= Between the Shadows =

Role-playing game supplement

Between the Shadows is a supplement published by Palladium Books in 1996 for the horror fantasy role-playing game Nightbane .

==Contents==
Between the Shadows is a 144-page softcover book that was written by Carlos Martijena-Carella and Kevin Siembieda. The contents present a number of settings for the Nightbane game, including
- Groom Lake, a base for the American Defense Agency
- the Dreamstream, the unconscious thoughts of all sentient beings
- Club Freak, a nightspot owned by the Earl of Hideous

There is also information about the Spook Squad (a secretive government agency).

==Reception==
In the May 1996 edition of Arcane, Lucya Szachnowski was generally positive about this supplement, saying, ""Production quality is high, with some excellent artwork.

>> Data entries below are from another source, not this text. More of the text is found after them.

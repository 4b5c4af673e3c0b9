pub mod background;
pub mod compositor;
pub mod config;
pub mod error;
pub mod generation;
pub mod image_input;
pub mod workflow;

pub use background::{BackgroundRemover, BorderKeyRemover, ScratchImage};
pub use compositor::{composite, ComposedImage};
pub use config::GeminiConfig;
pub use error::{BackgroundError, CompositeError, ExportError, GenerationError, ValidationError};
pub use generation::{
    DryrunGenerator, GeminiGenerator, GeneratedImage, ImageGenerator, ImageGeneratorRegistry,
};
pub use image_input::{read_image_file, InputImage};
pub use workflow::{
    BackgroundEdit, EditState, ErrorKind, GenerationTicket, RemovalKey, RemovalTicket, Screen,
    Session, SessionChange, SessionError, Workflow,
};

/// Registry holding the built-in generators: `gemini` (configured from the
/// environment) and the offline `dryrun`.
pub fn default_generators(config: GeminiConfig) -> ImageGeneratorRegistry {
    let mut registry = ImageGeneratorRegistry::new();
    registry.register(GeminiGenerator::new(config));
    registry.register(DryrunGenerator::new());
    registry
}
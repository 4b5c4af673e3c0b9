use super::registry::{
    CommandKind, CommandSpec, NO_ARG_COMMANDS, RAW_ARG_COMMANDS, SINGLE_PATH_COMMANDS,
};

/// One line of terminal input, resolved to the workflow operation it drives.
#[derive(Debug, Clone, PartialEq, Eq)]
pub enum SessionCommand {
    Noop,
    Upload { path: String },
    Style { id: String },
    /// Plain text or `/prompt <text>`: sets the custom prompt.
    Prompt { text: String },
    Backdrop { name: String },
    Generate,
    Retry,
    Reset,
    Download,
    EditBackground,
    RemoveBackground,
    SaveBackground,
    CancelBackground,
    CloseBackground,
    Styles,
    Status,
    Help,
    Quit,
    Unknown { command: String, arg: String },
}

fn find_kind(command: &str, specs: &[CommandSpec]) -> Option<CommandKind> {
    specs
        .iter()
        .find(|spec| spec.command == command)
        .map(|spec| spec.kind)
}

fn parse_single_path_arg(arg: &str) -> String {
    if arg.trim().is_empty() {
        return String::new();
    }
    let parts: Vec<String> = match shell_words::split(arg) {
        Ok(parts) => parts
            .into_iter()
            .filter(|value| !value.is_empty())
            .collect(),
        Err(_) => arg.split_whitespace().map(str::to_string).collect(),
    };
    parts.join(" ")
}

fn command_from_kind(kind: CommandKind, arg: &str) -> SessionCommand {
    match kind {
        CommandKind::Upload => SessionCommand::Upload {
            path: parse_single_path_arg(arg),
        },
        CommandKind::Style => SessionCommand::Style {
            id: arg.to_string(),
        },
        CommandKind::Prompt => SessionCommand::Prompt {
            text: arg.to_string(),
        },
        CommandKind::Backdrop => SessionCommand::Backdrop {
            name: arg.to_string(),
        },
        CommandKind::Generate => SessionCommand::Generate,
        CommandKind::Retry => SessionCommand::Retry,
        CommandKind::Reset => SessionCommand::Reset,
        CommandKind::Download => SessionCommand::Download,
        CommandKind::EditBackground => SessionCommand::EditBackground,
        CommandKind::RemoveBackground => SessionCommand::RemoveBackground,
        CommandKind::SaveBackground => SessionCommand::SaveBackground,
        CommandKind::CancelBackground => SessionCommand::CancelBackground,
        CommandKind::CloseBackground => SessionCommand::CloseBackground,
        CommandKind::Styles => SessionCommand::Styles,
        CommandKind::Status => SessionCommand::Status,
        CommandKind::Help => SessionCommand::Help,
        CommandKind::Quit => SessionCommand::Quit,
    }
}

pub fn parse_command(text: &str) -> SessionCommand {
    let raw_trimmed = text.trim();
    if raw_trimmed.is_empty() {
        return SessionCommand::Noop;
    }

    let Some(slash_tail) = raw_trimmed.strip_prefix('/') else {
        return SessionCommand::Prompt {
            text: raw_trimmed.to_string(),
        };
    };

    let command_len = slash_tail
        .chars()
        .take_while(|ch| ch.is_ascii_alphanumeric() || *ch == '_')
        .count();
    if command_len == 0 {
        return SessionCommand::Prompt {
            text: raw_trimmed.to_string(),
        };
    }
    let command = slash_tail[..command_len].to_ascii_lowercase();
    let arg = slash_tail[command_len..].trim();

    let kind = find_kind(&command, SINGLE_PATH_COMMANDS)
        .or_else(|| find_kind(&command, RAW_ARG_COMMANDS))
        .or_else(|| find_kind(&command, NO_ARG_COMMANDS));
    match kind {
        Some(kind) => command_from_kind(kind, arg),
        None => SessionCommand::Unknown {
            command,
            arg: arg.to_string(),
        },
    }
}
use std::fmt;
use std::str::FromStr;

use serde::{Deserialize, Serialize};

/// Solid color (or none) placed behind a background-removed image on export.
#[derive(Debug, Clone, Copy, Default, PartialEq, Eq, Hash, Serialize, Deserialize)]
#[serde(rename_all = "lowercase")]
pub enum Backdrop {
    #[default]
    Transparent,
    White,
    Grey,
    Dark,
    Blue,
    Green,
}

impl Backdrop {
    pub const ALL: [Backdrop; 6] = [
        Backdrop::Transparent,
        Backdrop::White,
        Backdrop::Grey,
        Backdrop::Dark,
        Backdrop::Blue,
        Backdrop::Green,
    ];

    pub fn id(self) -> &'static str {
        match self {
            Backdrop::Transparent => "transparent",
            Backdrop::White => "white",
            Backdrop::Grey => "grey",
            Backdrop::Dark => "dark",
            Backdrop::Blue => "blue",
            Backdrop::Green => "green",
        }
    }

    pub fn label(self) -> &'static str {
        match self {
            Backdrop::Transparent => "Transparent",
            Backdrop::White => "White",
            Backdrop::Grey => "Grey",
            Backdrop::Dark => "Dark",
            Backdrop::Blue => "Blue",
            Backdrop::Green => "Green",
        }
    }

    /// Opaque fill color, or `None` for a transparent backdrop.
    pub fn rgb(self) -> Option<[u8; 3]> {
        match self {
            Backdrop::Transparent => None,
            Backdrop::White => Some([0xff, 0xff, 0xff]),
            Backdrop::Grey => Some([0x94, 0xa3, 0xb8]),
            Backdrop::Dark => Some([0x1e, 0x29, 0x3b]),
            Backdrop::Blue => Some([0xdb, 0xea, 0xfe]),
            Backdrop::Green => Some([0x22, 0xc5, 0x5e]),
        }
    }

    pub fn hex(self) -> Option<String> {
        self.rgb()
            .map(|[r, g, b]| format!("#{r:02x}{g:02x}{b:02x}"))
    }

    pub fn is_transparent(self) -> bool {
        matches!(self, Backdrop::Transparent)
    }
}

impl fmt::Display for Backdrop {
    fn fmt(&self, f: &mut fmt::Formatter<'_>) -> fmt::Result {
        f.write_str(self.id())
    }
}

impl FromStr for Backdrop {
    type Err = String;

    fn from_str(raw: &str) -> Result<Self, Self::Err> {
        let normalized = raw.trim().to_ascii_lowercase();
        let alias = match normalized.as_str() {
            "none" | "alpha" => "transparent",
            "gray" => "grey",
            other => other,
        };
        Backdrop::ALL
            .into_iter()
            .find(|backdrop| backdrop.id() == alias)
            .ok_or_else(|| {
                let known = Backdrop::ALL
                    .iter()
                    .map(|backdrop| backdrop.id())
                    .collect::<Vec<&str>>()
                    .join(", ");
                format!("Unknown backdrop '{}'. Expected one of: {known}.", raw.trim())
            })
    }
}

#[cfg(test)]
mod tests {
    use super::Backdrop;

    #[test]
    fn only_transparent_has_no_color() {
        for backdrop in Backdrop::ALL {
            assert_eq!(backdrop.rgb().is_none(), backdrop.is_transparent());
        }
    }

    #[test]
    fn hex_matches_palette() {
        assert_eq!(Backdrop::Grey.hex().as_deref(), Some("#94a3b8"));
        assert_eq!(Backdrop::Green.hex().as_deref(), Some("#22c55e"));
        assert_eq!(Backdrop::Transparent.hex(), None);
    }

    #[test]
    fn parses_ids_and_aliases() {
        assert_eq!("white".parse::<Backdrop>(), Ok(Backdrop::White));
        assert_eq!(" Gray ".parse::<Backdrop>(), Ok(Backdrop::Grey));
        assert_eq!("none".parse::<Backdrop>(), Ok(Backdrop::Transparent));
        let err = "purple".parse::<Backdrop>().err().unwrap_or_default();
        assert!(err.contains("Unknown backdrop 'purple'"));
    }

    #[test]
    fn serializes_as_lowercase_id() -> anyhow::Result<()> {
        assert_eq!(serde_json::to_string(&Backdrop::Dark)?, "\"dark\"");
        let parsed: Backdrop = serde_json::from_str("\"blue\"")?;
        assert_eq!(parsed, Backdrop::Blue);
        Ok(())
    }
}
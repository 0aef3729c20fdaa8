//! Aggregation of fine spin/colour degrees of freedom and blocking of the lattice.
use crate::{constants::N_DIM, error::CoarseError, lattice::IndexArray};

/// Interface for an aggregation, a partition of the per-site spin/colour degrees of freedom into
/// disjoint aggregates, together with the shape of the spatial blocks shared by all aggregates.
pub trait Aggregation {
    /// Extents of a block.
    fn block_dims(&self) -> &IndexArray;

    /// Number of sites in a block.
    fn block_volume(&self) -> usize;

    /// Total number of blocks covering the lattice.
    fn n_blocks(&self) -> usize;

    /// Number of blocks along each axis.
    fn blocks_per_dim(&self) -> &IndexArray;

    /// Number of aggregates.
    fn n_aggregates(&self) -> usize;

    /// Fine spin indices feeding an aggregate, `aggregate` must be less than [`Aggregation::n_aggregates`].
    fn source_spins(&self, aggregate: usize) -> &[usize];

    /// Fine colour indices feeding an aggregate, `aggregate` must be less than [`Aggregation::n_aggregates`].
    fn source_colors(&self, aggregate: usize) -> &[usize];
}

/// Block shape shared by every aggregation policy.
#[derive(Debug, Clone, PartialEq, Eq)]
pub struct BlockShape {
    block_dims: IndexArray,
    blocks_per_dim: IndexArray,
    n_blocks: usize,
    block_volume: usize,
}

impl BlockShape {
    /// Constructor
    ///
    /// # Arguments
    /// * `lattice_dims` - Extents of the lattice being blocked.
    /// * `block_dims` - Extents of a block, must divide `lattice_dims` along every axis.
    pub fn new(lattice_dims: &IndexArray, block_dims: &IndexArray) -> Result<Self, CoarseError> {
        assert_dims_divide(lattice_dims, block_dims)?;

        let mut blocks_per_dim = [0; N_DIM];
        for mu in 0..N_DIM {
            blocks_per_dim[mu] = lattice_dims[mu] / block_dims[mu];
        }

        Ok(Self {
            block_dims: *block_dims,
            blocks_per_dim,
            n_blocks: blocks_per_dim.iter().product(),
            block_volume: block_dims.iter().product(),
        })
    }

    /// Extents of a block.
    pub fn block_dims(&self) -> &IndexArray {
        &self.block_dims
    }

    /// Number of blocks along each axis.
    pub fn blocks_per_dim(&self) -> &IndexArray {
        &self.blocks_per_dim
    }

    /// Total number of blocks.
    pub fn n_blocks(&self) -> usize {
        self.n_blocks
    }

    /// Number of sites in a block.
    pub fn block_volume(&self) -> usize {
        self.block_volume
    }
}

/// Check that block extents divide lattice extents exactly along every axis.
pub fn assert_dims_divide(
    lattice_dims: &IndexArray,
    block_dims: &IndexArray,
) -> Result<(), CoarseError> {
    let divides = lattice_dims
        .iter()
        .zip(block_dims.iter())
        .all(|(&l, &b)| b != 0 && l % b == 0);

    if divides {
        Ok(())
    } else {
        Err(CoarseError::IndivisibleBlocks {
            lattice: *lattice_dims,
            block: *block_dims,
        })
    }
}

/// A single aggregate holding every spin and every colour.
#[derive(Debug, Clone)]
pub struct FullSpinAggregation {
    shape: BlockShape,
    source_spins: Vec<usize>,
    source_colors: Vec<usize>,
}

impl FullSpinAggregation {
    /// Constructor
    ///
    /// # Arguments
    /// * `lattice_dims` - Extents of the fine lattice.
    /// * `block_dims` - Extents of a block.
    pub fn new(lattice_dims: &IndexArray, block_dims: &IndexArray) -> Result<Self, CoarseError> {
        Ok(Self {
            shape: BlockShape::new(lattice_dims, block_dims)?,
            source_spins: vec![0, 1, 2, 3],
            source_colors: vec![0, 1, 2],
        })
    }
}

impl Aggregation for FullSpinAggregation {
    fn block_dims(&self) -> &IndexArray {
        self.shape.block_dims()
    }

    fn block_volume(&self) -> usize {
        self.shape.block_volume()
    }

    fn n_blocks(&self) -> usize {
        self.shape.n_blocks()
    }

    fn blocks_per_dim(&self) -> &IndexArray {
        self.shape.blocks_per_dim()
    }

    fn n_aggregates(&self) -> usize {
        1
    }

    fn source_spins(&self, _aggregate: usize) -> &[usize] {
        &self.source_spins
    }

    fn source_colors(&self, _aggregate: usize) -> &[usize] {
        &self.source_colors
    }
}

/// Chiral aggregation, upper spins `{0, 1}` and lower spins `{2, 3}` form two aggregates each carrying
/// every colour.
#[derive(Debug, Clone)]
pub struct StandardAggregation {
    shape: BlockShape,
    source_spins: [Vec<usize>; 2],
    source_colors: [Vec<usize>; 2],
}

impl StandardAggregation {
    /// Constructor
    ///
    /// # Arguments
    /// * `lattice_dims` - Extents of the fine lattice.
    /// * `block_dims` - Extents of a block.
    pub fn new(lattice_dims: &IndexArray, block_dims: &IndexArray) -> Result<Self, CoarseError> {
        Ok(Self {
            shape: BlockShape::new(lattice_dims, block_dims)?,
            source_spins: [vec![0, 1], vec![2, 3]],
            source_colors: [vec![0, 1, 2], vec![0, 1, 2]],
        })
    }
}

impl Aggregation for StandardAggregation {
    fn block_dims(&self) -> &IndexArray {
        self.shape.block_dims()
    }

    fn block_volume(&self) -> usize {
        self.shape.block_volume()
    }

    fn n_blocks(&self) -> usize {
        self.shape.n_blocks()
    }

    fn blocks_per_dim(&self) -> &IndexArray {
        self.shape.blocks_per_dim()
    }

    fn n_aggregates(&self) -> usize {
        2
    }

    fn source_spins(&self, aggregate: usize) -> &[usize] {
        &self.source_spins[aggregate]
    }

    fn source_colors(&self, aggregate: usize) -> &[usize] {
        &self.source_colors[aggregate]
    }
}
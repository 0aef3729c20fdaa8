//! Crate wide constants

/// Number of spacetime dimensions of the lattice.
pub const N_DIM: usize = 4;

/// Number of checkerboards (even/odd sites).
pub const N_CHECKERBOARD: usize = 2;

/// Number of floats in a complex number, stored as `[re, im]`.
pub const N_COMPLEX: usize = 2;

/// Number of stencil directions, forward and backward along each axis.
pub const N_DIRECTIONS: usize = 2 * N_DIM;

/// Number of link blocks stored per site of a coarse gauge field, the 8 stencil
/// directions followed by the local term.
pub const N_GAUGE_LINKS: usize = N_DIRECTIONS + 1;

/// Index of the local term among the gauge link blocks.
pub const LOCAL_LINK: usize = N_DIRECTIONS;

/// Number of chiral blocks of a coarse clover field.
pub const N_CHIRALITY: usize = 2;

/// Number of `f32` lanes in a vector register, used to partition output rows.
pub const VECLEN: usize = 8;

/// Cache line size in bytes.
pub const CACHE_LINE_SIZE: usize = 64;

/// Floats per cache line.
pub(crate) const FLOATS_PER_CACHE_LINE: usize = CACHE_LINE_SIZE / std::mem::size_of::<f32>();
//! The coarse grid Dirac operator.
//!
//! At every site of the target checkerboard the operator applies the chiral clover blocks to the local
//! spinor and accumulates the eight stencil links applied to the neighbouring spinors, which live on the
//! opposite checkerboard. Boundaries are periodic.
//!
//! Work is statically partitioned over the operator's thread team at construction, see
//! [`crate::thread_limits`]. The per-thread entry points take a rank and cover exactly that rank's
//! share of the output, so a full application is one call per rank. The `_parallel` drivers make those
//! calls on the operator's own pool.
use pulp::{Simd, WithSimd};
use rayon::ThreadPool;

use crate::{
    builder::CoarseDiracOpBuilder,
    constants::{N_CHECKERBOARD, N_CHIRALITY, N_COMPLEX, N_DIRECTIONS, N_GAUGE_LINKS},
    error::CoarseError,
    field::{CoarseClover, CoarseGauge, CoarseSpinor},
    isa::Isa,
    lattice::LatticeInfo,
    matvec::{cmat_mult_add_rows, cmat_mult_rows},
    send_ptr::SendPtrMut,
    thread_limits::{ThreadLimits, ThreadPartition},
    traits::CoarseField,
};

/// Which part of the operator a kernel evaluates.
#[derive(Debug, Clone, Copy, PartialEq, Eq)]
enum Term {
    /// Clover term plus all stencil directions.
    Full,
    /// Stencil directions only.
    Dslash,
    /// Clover term only.
    Clover,
    /// A single stencil direction.
    Direction(usize),
}

/// Coarse Dirac operator bound to a lattice and a fixed thread team.
#[derive(Debug)]
pub struct CoarseDiracOp<'a> {
    pub(crate) info: &'a LatticeInfo,
    pub(crate) n_colorspins: usize,
    pub(crate) n_chiral_colorspins: usize,
    pub(crate) n_xh: usize,
    pub(crate) n_x: usize,
    pub(crate) n_y: usize,
    pub(crate) n_z: usize,
    pub(crate) n_t: usize,
    pub(crate) partition: ThreadPartition,
    pub(crate) pool: ThreadPool,
    pub(crate) isa: Isa,
}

There are plenty of conversion notes and crossover suggestions for using Nightbane with other Palladium systems, and it's well-suited for importing ideas from other horror games. Great stuff." Szachnowski concluded by giving the book an above average rating of 8 out of 10.

In the July 1996 edition of Dragon (Issue 231), Rick Swan thought this book was "an above average effort", but asked why, since there were 144 pages, there wasn't enough room for "a couple of full-blown adventures?"